Landlords avoiding income tax by taking specialist advice could limit their buy to let mortgage options, one of the UK’s leading lenders has warned.
Paragon regional sales manager Tim Sweetman revealed lenders are reluctant to agree loans for landlords implementing ‘aggressive’ tax planning.
One of the key areas that worries lenders is who holds the beneficial interest in a property formerly owned by a partnership before transfer into a limited company.
Several buy to let tax specialists advocate forming a business partnership to buy rental homes before switching to corporate ownership.
Speaking at a forum, Sweetman told buy to let brokers there was a strong debate “about if this method could be considered contrived and fall foul of HM Revenue & Customs anti-avoidance legislation,” reported trade publication Mortgage Solutions.
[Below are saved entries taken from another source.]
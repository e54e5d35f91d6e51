//! Registration and token issuance.

use std::sync::Arc;

use axum::{extract::State, http::StatusCode, Json};
use tracing::info;

use crate::api::rest::dto::{
    AccessTokenView, RegisterInput, TokenInput, TokenRefreshInput, TokenView, UserView,
};
use crate::api::rest::error::ApiError;
use crate::api::state::AppState;
use crate::contract::model::NewUser;

/// POST /api/register
pub async fn register(
    State(state): State<Arc<AppState>>,
    Json(input): Json<RegisterInput>,
) -> Result<(StatusCode, Json<UserView>), ApiError> {
    info!("Registering user '{}'", input.username);

    let user = state
        .service
        .register_user(NewUser {
            username: input.username,
            email: input.email,
            password: input.password,
        })
        .await?;

    Ok((StatusCode::CREATED, Json(user.into())))
}

/// POST /api/token
///
/// The response never reveals whether the username or the password was wrong.
pub async fn token(
    State(state): State<Arc<AppState>>,
    Json(input): Json<TokenInput>,
) -> Result<Json<TokenView>, ApiError> {
    let user = state
        .service
        .verify_credentials(&input.username, &input.password)
        .await?
        .ok_or_else(|| ApiError::Unauthorized("Invalid credentials".to_string()))?;

    let pair = authn::issue_token_pair(&state.authn, user.id, &user.username)
        .map_err(|e| ApiError::Internal(e.to_string()))?;

    Ok(Json(TokenView {
        access: pair.access,
        refresh: pair.refresh,
    }))
}

/// POST /api/token/refresh
pub async fn token_refresh(
    State(state): State<Arc<AppState>>,
    Json(input): Json<TokenRefreshInput>,
) -> Result<Json<AccessTokenView>, ApiError> {
    let access = authn::refresh_access_token(&state.authn, &input.refresh)
        .map_err(|_| ApiError::Unauthorized("Invalid or expired refresh token".to_string()))?;

    Ok(Json(AccessTokenView { access }))
}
“Lenders are generally not in favour of this route and are unlikely to give approval. This may not be permitted in mortgage documentation.
“There may be complications if refinancing a property that has been subject to these arrangements.”
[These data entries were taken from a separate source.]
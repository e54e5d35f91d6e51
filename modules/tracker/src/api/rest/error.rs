use axum::{http::StatusCode, response::IntoResponse, Json};

use crate::contract::error::TrackerError;

/// REST-facing error with a structured JSON body.
///
/// Validation failures carry the offending field so clients get DRF-style
/// `{"errors": {field: [message]}}` payloads; everything else is a plain
/// `{"error": message}`.
#[derive(Debug)]
pub enum ApiError {
    NotFound(String),
    BadRequest(String),
    Validation { field: String, message: String },
    Unauthorized(String),
    Forbidden(String),
    Conflict(String),
    Internal(String),
}

impl IntoResponse for ApiError {
    fn into_response(self) -> axum::response::Response {
        let (status, body) = match self {
            ApiError::NotFound(msg) => (
                StatusCode::NOT_FOUND,
                serde_json::json!({ "error": msg }),
            ),
            ApiError::BadRequest(msg) => (
                StatusCode::BAD_REQUEST,
                serde_json::json!({ "error": msg }),
            ),
            ApiError::Validation { field, message } => {
                let mut field_errors = serde_json::Map::new();
                field_errors.insert(field, serde_json::json!([message]));
                (
                    StatusCode::BAD_REQUEST,
                    serde_json::json!({ "errors": field_errors }),
                )
            }
            ApiError::Unauthorized(msg) => (
                StatusCode::UNAUTHORIZED,
                serde_json::json!({ "error": msg }),
            ),
            ApiError::Forbidden(msg) => (
                StatusCode::FORBIDDEN,
                serde_json::json!({ "error": msg }),
            ),
            ApiError::Conflict(msg) => (
                StatusCode::CONFLICT,
                serde_json::json!({ "error": msg }),
            ),
            ApiError::Internal(msg) => {
                tracing::error!("internal error: {msg}");
                (
                    StatusCode::INTERNAL_SERVER_ERROR,
                    serde_json::json!({ "error": "internal server error" }),
                )
            }
        };
        (status, Json(body)).into_response()
    }
}

impl From<TrackerError> for ApiError {
    fn from(e: TrackerError) -> Self {
        match e {
            TrackerError::NotFound { .. } => ApiError::NotFound(e.to_string()),
            TrackerError::Validation { field, message } => ApiError::Validation { field, message },
            TrackerError::Conflict { message } => ApiError::Conflict(message),
            TrackerError::Integrity { message } | TrackerError::Internal { message } => {
                ApiError::Internal(message)
            }
        }
    }
}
Research by Paragon has revealed that only 10 out of 65 buy to let lenders would offer a mortgage to a borrower following a beneficial interest tax strategy.
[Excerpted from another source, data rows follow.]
//! REST wire shapes and their mapping to contract models.
//!
//! The read/write asymmetry of the original API is modeled as two distinct
//! schema families: `*Input` types accept raw ids on write, `*View` types
//! nest related objects on read. Specifically, `ProjectView` nests owner and
//! members as user objects, `TaskView` nests the assignee but keeps `project`
//! as a raw id, and `CommentView` renders the author as a bare username.

use chrono::{DateTime, NaiveDate, Utc};
use serde::{Deserialize, Deserializer, Serialize};
use uuid::Uuid;

use crate::contract::model::{
    Attachment, CommentDetails, NewComment, NewProject, NewTask, Profile, ProjectCommentCount,
    ProjectDetails, ProjectPatch, ProjectTaskCount, StatusCount, TaskDetails, TaskPatch,
    TaskStatus, User,
};

/// Deserialize a present-but-null JSON field into `Some(None)`, so PATCH
/// bodies can distinguish "clear this field" from "leave it alone".
fn double_option<'de, T, D>(de: D) -> Result<Option<Option<T>>, D::Error>
where
    T: Deserialize<'de>,
    D: Deserializer<'de>,
{
    Deserialize::deserialize(de).map(Some)
}

// --- status -----------------------------------------------------------------

#[derive(Debug, Clone, Copy, PartialEq, Eq, Serialize, Deserialize)]
pub enum TaskStatusDto {
    #[serde(rename = "TODO")]
    Todo,
    #[serde(rename = "INPR")]
    InProgress,
    #[serde(rename = "DONE")]
    Done,
}

impl From<TaskStatus> for TaskStatusDto {
    fn from(s: TaskStatus) -> Self {
        match s {
            TaskStatus::Todo => TaskStatusDto::Todo,
            TaskStatus::InProgress => TaskStatusDto::InProgress,
            TaskStatus::Done => TaskStatusDto::Done,
        }
    }
}

impl From<TaskStatusDto> for TaskStatus {
    fn from(s: TaskStatusDto) -> Self {
        match s {
            TaskStatusDto::Todo => TaskStatus::Todo,
            TaskStatusDto::InProgress => TaskStatus::InProgress,
            TaskStatusDto::Done => TaskStatus::Done,
        }
    }
}

// --- views ------------------------------------------------------------------

#[derive(Debug, Clone, Serialize, Deserialize)]
pub struct UserView {
    pub id: Uuid,
    pub username: String,
    pub email: String,
}

impl From<User> for UserView {
    fn from(u: User) -> Self {
        Self {
            id: u.id,
            username: u.username,
            email: u.email,
        }
    }
}

#[derive(Debug, Clone, Serialize, Deserialize)]
pub struct ProfileView {
    pub id: Uuid,
    pub user: UserView,
    pub bio: String,
    pub avatar: Option<String>,
}

impl ProfileView {
    pub fn from_parts(profile: Profile, user: User) -> Self {
        Self {
            id: profile.id,
            user: user.into(),
            bio: profile.bio,
            avatar: profile.avatar_ref,
        }
    }
}

#[derive(Debug, Clone, Serialize, Deserialize)]
pub struct CommentView {
    pub id: Uuid,
    pub content: String,
    /// Raw task id, as the original serializer exposed it.
    pub task: Uuid,
    /// Author's username; the id is deliberately not part of this view.
    pub author: String,
    pub created_at: DateTime<Utc>,
}

impl From<CommentDetails> for CommentView {
    fn from(d: CommentDetails) -> Self {
        Self {
            id: d.comment.id,
            content: d.comment.content,
            task: d.comment.task_id,
            author: d.author.username,
            created_at: d.comment.created_at,
        }
    }
}

#[derive(Debug, Clone, Serialize, Deserialize)]
pub struct AttachmentView {
    pub id: Uuid,
    pub task: Uuid,
    /// Opaque blob key; fetch the bytes via the download endpoint.
    pub file: String,
    pub uploaded_at: DateTime<Utc>,
}

impl From<Attachment> for AttachmentView {
    fn from(a: Attachment) -> Self {
        Self {
            id: a.id,
            task: a.task_id,
            file: a.file_ref,
            uploaded_at: a.uploaded_at,
        }
    }
}

#[derive(Debug, Clone, Serialize, Deserialize)]
pub struct TaskView {
    pub id: Uuid,
    /// Raw project id even on read; only the assignee is nested.
    pub project: Uuid,
    pub title: String,
    pub description: String,
    pub assigned_to: Option<UserView>,
    pub status: TaskStatusDto,
    pub due_date: Option<NaiveDate>,
    pub created_at: DateTime<Utc>,
    pub comments: Vec<CommentView>,
    pub attachments: Vec<AttachmentView>,
}

impl From<TaskDetails> for TaskView {
    fn from(d: TaskDetails) -> Self {
        Self {
            id: d.task.id,
            project: d.task.project_id,
            title: d.task.title,
            description: d.task.description,
            assigned_to: d.assignee.map(Into::into),
            status: d.task.status.into(),
            due_date: d.task.due_date,
            created_at: d.task.created_at,
            comments: d.comments.into_iter().map(Into::into).collect(),
            attachments: d.attachments.into_iter().map(Into::into).collect(),
        }
    }
}

#[derive(Debug, Clone, Serialize, Deserialize)]
pub struct ProjectView {
    pub id: Uuid,
    pub name: String,
    pub description: String,
    pub owner: UserView,
    pub members: Vec<UserView>,
    pub tasks: Vec<TaskView>,
    pub created_at: DateTime<Utc>,
    pub updated_at: DateTime<Utc>,
    pub is_active: bool,
}

impl From<ProjectDetails> for ProjectView {
    fn from(d: ProjectDetails) -> Self {
        Self {
            id: d.project.id,
            name: d.project.name,
            description: d.project.description,
            owner: d.owner.into(),
            members: d.members.into_iter().map(Into::into).collect(),
            tasks: d.tasks.into_iter().map(Into::into).collect(),
            created_at: d.project.created_at,
            updated_at: d.project.updated_at,
            is_active: d.project.is_active,
        }
    }
}

// --- aggregate views --------------------------------------------------------

#[derive(Debug, Clone, Serialize, Deserialize)]
pub struct ProjectTaskCountView {
    pub id: Uuid,
    pub name: String,
    pub task_count: i64,
}

impl From<ProjectTaskCount> for ProjectTaskCountView {
    fn from(c: ProjectTaskCount) -> Self {
        Self {
            id: c.id,
            name: c.name,
            task_count: c.task_count,
        }
    }
}

#[derive(Debug, Clone, Serialize, Deserialize)]
pub struct ProjectCommentCountView {
    pub id: Uuid,
    pub name: String,
    pub comment_count: i64,
}

impl From<ProjectCommentCount> for ProjectCommentCountView {
    fn from(c: ProjectCommentCount) -> Self {
        Self {
            id: c.id,
            name: c.name,
            comment_count: c.comment_count,
        }
    }
}

#[derive(Debug, Clone, Serialize, Deserialize)]
pub struct StatusSummaryEntry {
    pub status: TaskStatusDto,
    pub count: i64,
}

impl From<StatusCount> for StatusSummaryEntry {
    fn from(c: StatusCount) -> Self {
        Self {
            status: c.status.into(),
            count: c.count,
        }
    }
}

#[derive(Debug, Clone, Serialize, Deserialize)]
pub struct AverageView {
    pub avg: Option<f64>,
}

// --- auth wire types --------------------------------------------------------

#[derive(Debug, Clone, Deserialize)]
pub struct RegisterInput {
    pub username: String,
    pub email: String,
    pub password: String,
}

#[derive(Debug, Deserialize)]
pub struct TokenInput {
    pub username: String,
    pub password: String,
}

#[derive(Debug, Serialize, Deserialize)]
pub struct TokenView {
    pub access: String,
    pub refresh: String,
}

#[derive(Debug, Deserialize)]
pub struct TokenRefreshInput {
    pub refresh: String,
}

#[derive(Debug, Serialize, Deserialize)]
pub struct AccessTokenView {
    pub access: String,
}

// --- write inputs -----------------------------------------------------------

/// Create/PUT body for projects. There is no owner field: ownership comes
/// from the acting identity, and unknown fields in the payload are ignored.
#[derive(Debug, Clone, Deserialize)]
pub struct ProjectInput {
    pub name: String,
    #[serde(default)]
    pub description: Option<String>,
    #[serde(default)]
    pub is_active: Option<bool>,
    /// Raw member ids; replaces the member set wholesale.
    #[serde(default)]
    pub members: Option<Vec<Uuid>>,
}

impl From<ProjectInput> for NewProject {
    fn from(input: ProjectInput) -> Self {
        Self {
            name: input.name,
            description: input.description.unwrap_or_default(),
            is_active: input.is_active.unwrap_or(true),
            member_ids: input.members.unwrap_or_default(),
        }
    }
}

impl From<ProjectInput> for ProjectPatch {
    fn from(input: ProjectInput) -> Self {
        Self {
            name: Some(input.name),
            description: input.description,
            is_active: input.is_active,
            member_ids: input.members,
        }
    }
}

#[derive(Debug, Clone, Deserialize, Default)]
pub struct ProjectPatchInput {
    pub name: Option<String>,
    pub description: Option<String>,
    pub is_active: Option<bool>,
    pub members: Option<Vec<Uuid>>,
}

impl From<ProjectPatchInput> for ProjectPatch {
    fn from(input: ProjectPatchInput) -> Self {
        Self {
            name: input.name,
            description: input.description,
            is_active: input.is_active,
            member_ids: input.members,
        }
    }
}

/// Create/PUT body for tasks; relations are raw ids.
#[derive(Debug, Clone, Deserialize)]
pub struct TaskInput {
    pub title: String,
    #[serde(default)]
    pub description: Option<String>,
    pub project: Uuid,
    #[serde(default)]
    pub assigned_to: Option<Uuid>,
    #[serde(default)]
    pub status: Option<TaskStatusDto>,
    #[serde(default)]
    pub due_date: Option<NaiveDate>,
}

impl From<TaskInput> for NewTask {
    fn from(input: TaskInput) -> Self {
        Self {
            title: input.title,
            project_id: input.project,
            description: input.description.unwrap_or_default(),
            assigned_to: input.assigned_to,
            status: input.status.map(Into::into).unwrap_or(TaskStatus::Todo),
            due_date: input.due_date,
        }
    }
}

impl From<TaskInput> for TaskPatch {
    fn from(input: TaskInput) -> Self {
        // PUT semantics: every field is written, absent optionals clear.
        Self {
            title: Some(input.title),
            description: Some(input.description.unwrap_or_default()),
            status: Some(input.status.map(Into::into).unwrap_or(TaskStatus::Todo)),
            project_id: Some(input.project),
            assigned_to: Some(input.assigned_to),
            due_date: Some(input.due_date),
        }
    }
}

#[derive(Debug, Clone, Deserialize, Default)]
pub struct TaskPatchInput {
    pub title: Option<String>,
    pub description: Option<String>,
    pub status: Option<TaskStatusDto>,
    pub project: Option<Uuid>,
    #[serde(default, deserialize_with = "double_option")]
    pub assigned_to: Option<Option<Uuid>>,
    #[serde(default, deserialize_with = "double_option")]
    pub due_date: Option<Option<NaiveDate>>,
}

impl From<TaskPatchInput> for TaskPatch {
    fn from(input: TaskPatchInput) -> Self {
        Self {
            title: input.title,
            description: input.description,
            status: input.status.map(Into::into),
            project_id: input.project,
            assigned_to: input.assigned_to,
            due_date: input.due_date,
        }
    }
}

/// Create body for comments; the author is the acting identity, any
/// client-supplied author field is ignored.
#[derive(Debug, Clone, Deserialize)]
pub struct CommentInput {
    pub content: String,
    pub task: Uuid,
}

impl From<CommentInput> for NewComment {
    fn from(input: CommentInput) -> Self {
        Self {
            content: input.content,
            task_id: input.task,
        }
    }
}

#[derive(Debug, Clone, Deserialize)]
pub struct CommentUpdateInput {
    pub content: String,
}

#[derive(Debug, Clone, Deserialize)]
pub struct AttachmentPatchInput {
    pub task: Uuid,
}

#[derive(Debug, Clone, Deserialize)]
pub struct ProfileInput {
    #[serde(default)]
    pub bio: String,
    #[serde(default)]
    pub avatar: Option<String>,
}

// --- query params -----------------------------------------------------------

#[derive(Debug, Clone, Deserialize)]
pub struct RecentQuery {
    pub limit: Option<u64>,
}

#[derive(Debug, Clone, Deserialize)]
pub struct ByStatusQuery {
    pub status: Option<String>,
}

#[derive(Debug, Clone, Deserialize)]
pub struct ByUserQuery {
    pub user_id: Option<Uuid>,
}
“We’re not saying there’s anything wrong with it in principle, but what we are saying is make sure you take that relevant advice before going down those steps,” said Sweetman.
“If you do take those steps, and if there’s only 15% of lenders who will actually carry out beneficial interest lending, what options are there for the client and what are the actual costs that could be incurred by the client moving down the line?”
Generally, tax follows beneficial ownership, so the person benefitting from the rent or sale proceeds of a property pays income or capital gains tax. Transferring legal ownership of a property from a partnership or individual to a company may not negate beneficial ownership.